A couple of promising things going on with today’s script. First, the script is co-written by Brooks McLaren, who wrote one of my favorite early scripts on Scriptshadow, How it Ends. It was a super fast read with a determined hero shooting across a United States which was quickly becoming overwhelmed by a mysterious apocalyptic event. The movie would go on to be subpar, unfortunately. But I loved that script.

Also, I love plane movies! You guys know this. And this one’s got Thunder Road attached to it, the production company I want making Kinetic! (You hear that Scriptshadow readers working at Thunder Road? Let’s make it happen). I don’t see how I’m not going to like this. But the Black List has been on an extended Scriptshadow losing streak so who knows what’s going to happen. Let’s find out together.

CIA agent Aaron Hunter gets a call from headquarters to get the hell to work! They’ve got a problem. That problem is “Ghost,” an infamous assassin who’s been off-grid for a year, but who has just taken out an entire team of CIA agents in Malaysia! Since Ghost is so hard to find, this is one of the few times they’re close enough to track him. And they track him to Singapore where he’s getting on a plane.

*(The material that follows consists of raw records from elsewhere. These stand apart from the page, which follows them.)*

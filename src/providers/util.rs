use serde::{Deserialize, Deserializer, de};
use serde_json::Value;

/// Deserializes an amount field that upstreams return either as a JSON
/// number or as a numeric string. Non-finite values are rejected so a
/// `"NaN"` payload surfaces as a parse failure, not a bogus quote.
pub(crate) fn amount_from_any<'de, D>(deserializer: D) -> Result<f64, D::Error>
where
    D: Deserializer<'de>,
{
    let value = Value::deserialize(deserializer)?;
    let amount = match &value {
        Value::Number(n) => n
            .as_f64()
            .ok_or_else(|| de::Error::custom("amount out of f64 range"))?,
        Value::String(s) => s
            .trim()
            .parse::<f64>()
            .map_err(|e| de::Error::custom(format!("invalid amount '{s}': {e}")))?,
        other => {
            return Err(de::Error::custom(format!(
                "expected numeric amount, got {other}"
            )));
        }
    };

    if !amount.is_finite() {
        return Err(de::Error::custom(format!("amount is not finite: {value}")));
    }
    Ok(amount)
}

#[cfg(test)]
mod tests {
    use super::*;
    use serde::Deserialize;

    #[derive(Deserialize)]
    struct Wrapper {
        #[serde(deserialize_with = "amount_from_any")]
        amount: f64,
    }

    #[test]
    fn test_amount_from_number() {
        let w: Wrapper = serde_json::from_str(r#"{"amount": 0.0015}"#).unwrap();
        assert_eq!(w.amount, 0.0015);
    }

    #[test]
    fn test_amount_from_string() {
        let w: Wrapper = serde_json::from_str(r#"{"amount": "0.0015"}"#).unwrap();
        assert_eq!(w.amount, 0.0015);

        let w: Wrapper = serde_json::from_str(r#"{"amount": " 42 "}"#).unwrap();
        assert_eq!(w.amount, 42.0);
    }

    #[test]
    fn test_amount_rejects_garbage() {
        assert!(serde_json::from_str::<Wrapper>(r#"{"amount": "abc"}"#).is_err());
        assert!(serde_json::from_str::<Wrapper>(r#"{"amount": true}"#).is_err());
        assert!(serde_json::from_str::<Wrapper>(r#"{"amount": null}"#).is_err());
        assert!(serde_json::from_str::<Wrapper>(r#"{"amount": "NaN"}"#).is_err());
        assert!(serde_json::from_str::<Wrapper>(r#"{"amount": "inf"}"#).is_err());
    }
}
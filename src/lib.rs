//! hotswap is a hot-reload runtime for native plug-in modules.
//!
//! A host process loads a shared library, calls its single exported
//! `csfx_main` entry point, and keeps the library watched for rebuilds. On
//! change the old version is unloaded and the new one loaded in its place,
//! with an opaque `userdata` handle threaded through both calls so the
//! plug-in can migrate its own state.
//!
//! ```ignore
//! hotswap::init_process();
//!
//! let mut script = hotswap::Script::new("target/debug/libplugin.so").unwrap();
//! loop {
//!     match script.update() {
//!         hotswap::State::Failed => {
//!             // plug-in trapped; wait for the next rebuild
//!         }
//!         _ => {}
//!     }
//! }
//! ```
//!
//! hotswap will not try to solve any stale data hanging around in the host
//! from a previous plug-in version beyond the single `userdata` pointer —
//! it is up to the plug-in to migrate whatever it needs through that
//! handle before returning it.
//!
//! A guarded call into plug-in code that raises a hardware trap (segfault,
//! illegal instruction, ...) is caught by the fault barrier and reported
//! as [`State::Failed`] rather than bringing the host down; see
//! [`barrier`] for the caveats that come with that guarantee.

mod abi;
mod barrier;
mod error;
mod filetime;
mod platform;
mod script;
#[cfg(all(windows, feature = "unlock-symbol-file"))]
mod unlocker;
mod watcher;

pub use abi::{ErrorCode, PluginEntryFn, State};
pub use error::{Error, Result};
pub use filetime::{check, watch_files, FileTime};
pub use script::Script;
pub use watcher::RebuildWatcher;

use std::sync::atomic::{AtomicBool, Ordering};

static PROCESS_INSTALLED: AtomicBool = AtomicBool::new(false);

/// Install the process-wide fault handlers. Must be called once before any
/// [`Script::update`] call; calling it a second time without an
/// intervening [`quit_process`] is a logic error and returns `false`.
pub fn init_process() -> bool {
    if PROCESS_INSTALLED.swap(true, Ordering::SeqCst) {
        tracing::warn!("init_process called while already installed");
        return false;
    }
    let ok = barrier::install();
    if ok {
        tracing::info!("fault barrier installed");
    } else {
        tracing::error!("fault barrier installation failed");
        PROCESS_INSTALLED.store(false, Ordering::SeqCst);
    }
    ok
}

/// Uninstall the process-wide fault handlers installed by
/// [`init_process`]. A no-op if they were never installed.
pub fn quit_process() {
    if PROCESS_INSTALLED.swap(false, Ordering::SeqCst) {
        barrier::uninstall();
        tracing::info!("fault barrier uninstalled");
    }
}

#[cfg(test)]
mod tests {
    use super::*;

    #[test]
    fn init_process_rejects_double_install() {
        // This test and any other calling init_process/quit_process share
        // process-global state; run with --test-threads=1 if flakiness
        // shows up from other tests in the same binary calling these.
        assert!(init_process());
        assert!(!init_process());
        quit_process();
        assert!(init_process());
        quit_process();
    }
}
//! Fixture plug-in that is a valid shared library but exports no
//! `csfx_main`, used to exercise the missing-entry-point path.

#[no_mangle]
pub extern "C" fn testplugin_noentry_marker() -> i32 {
    1
}
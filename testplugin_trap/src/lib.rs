//! Fixture plug-in that traps when asked to reload.
//!
//! Used to exercise the fault barrier: loading and initializing this
//! plug-in succeeds, but invoking it with `new_state == Reload` raises a
//! real hardware access violation so the barrier has something genuine to
//! catch.
//!
//! Every entry is unloaded before the next one, which resets any static
//! state inside this library — so a test that needs to observe whether
//! this plug-in was re-entered after a trap can't rely on an in-library
//! counter. Instead, when `HOTSWAP_TESTPLUGIN_TRAP_COUNT_FILE` is set,
//! each call bumps a counter persisted in that external file before it
//! crashes.

use std::os::raw::c_void;
use std::path::PathBuf;

const CSFX_RELOAD: i32 = 4;

fn count_file() -> Option<PathBuf> {
    std::env::var_os("HOTSWAP_TESTPLUGIN_TRAP_COUNT_FILE").map(PathBuf::from)
}

fn bump_count() {
    let Some(path) = count_file() else {
        return;
    };
    let current = std::fs::read_to_string(&path)
        .ok()
        .and_then(|s| s.trim().parse::<u32>().ok())
        .unwrap_or(0);
    let _ = std::fs::write(&path, (current + 1).to_string());
}

#[no_mangle]
pub extern "C" fn csfx_main(userdata: *mut c_void, _old_state: i32, new_state: i32) -> *mut c_void {
    if new_state == CSFX_RELOAD {
        bump_count();
        let p: *mut i32 = std::ptr::null_mut();
        unsafe { std::ptr::write_volatile(p, 0xDEAD) };
    }

    if userdata.is_null() {
        Box::into_raw(Box::new(0u32)) as *mut c_void
    } else {
        userdata
    }
}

Lucas Reyes, a contract killer in the area, is called by the CIA and told to get to Singapore Airport immediately. They believe Ghost (who nobody’s ever actually seen) will be on a plane to San Francisco soon and they want him on that plane STAT! He has to kill this guy! Lucas isn’t in the mood but he’s so low on cash, he doesn’t have a choice.

Once the double-decker A380 is in the air, Lucas gets a text that they made a mistake. Ghost duped them and got on a flight to London instead. So you can relax, they say. Uh-huh. Riiiiight. We know something is up because this is a movie! Immediately, Lucas’s seat-mate tries to poison him. So he kills that guy and stuffs him in the first class bathroom.

Then Lucas starts looking around for Ghost. When he gets attacked by another passenger, he suspects this job is more complicated than what he was told. Lucas finally tabs the charming stewardess, Isha, as Ghost, and just as he does, they’re BOTH ATTACKED. After a little recon, Lucas finds that these assassins on the plane have both his AND Ghost’s pictures on them. They’re trying to kill them both!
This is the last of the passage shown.